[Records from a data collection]

┄┄┄┄┄┄

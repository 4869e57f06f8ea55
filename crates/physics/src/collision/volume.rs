//! Static building collision volumes.

use glam::Vec3;
use serde::{Deserialize, Serialize};

/// An axis-aligned building volume in world space.
///
/// Built once at world-build time and read-only afterward.
#[derive(Debug, Clone, Copy, Serialize, Deserialize)]
pub struct BuildingVolume {
    /// Minimum corner (meters).
    pub min: Vec3,

    /// Maximum corner (meters).
    pub max: Vec3,
}

impl BuildingVolume {
    /// Create a volume from two corners. Components are reordered so
    /// `min` is always the lesser corner.
    pub fn new(a: Vec3, b: Vec3) -> Self {
        Self {
            min: a.min(b),
            max: a.max(b),
        }
    }

    /// Create a building standing on the ground plane from its footprint
    /// center, width/depth, and height.
    pub fn from_footprint(x: f32, z: f32, width: f32, depth: f32, height: f32) -> Self {
        Self {
            min: Vec3::new(x - width / 2.0, 0.0, z - depth / 2.0),
            max: Vec3::new(x + width / 2.0, height, z + depth / 2.0),
        }
    }

    /// Roof height (meters).
    #[inline]
    pub fn roof_y(&self) -> f32 {
        self.max.y
    }

    /// Center of the roof in the XZ plane.
    #[inline]
    pub fn center_xz(&self) -> (f32, f32) {
        (
            (self.min.x + self.max.x) / 2.0,
            (self.min.z + self.max.z) / 2.0,
        )
    }

    /// Whether `position` lies horizontally over the footprint expanded by
    /// `radius` on every side.
    pub fn footprint_contains(&self, position: Vec3, radius: f32) -> bool {
        position.x > self.min.x - radius
            && position.x < self.max.x + radius
            && position.z > self.min.z - radius
            && position.z < self.max.z + radius
    }

    /// Closest point on the volume to `point` (componentwise clamp).
    pub fn closest_point(&self, point: Vec3) -> Vec3 {
        point.clamp(self.min, self.max)
    }
}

┄┄┄┄┄┄

● YOUR OBJECTIVE
The answer consists of the lines above that include the word "meters", each copied exactly.

● OUTPUT BELOW
    /// Minimum corner (meters).
    /// Maximum corner (meters).
    /// Roof height (meters).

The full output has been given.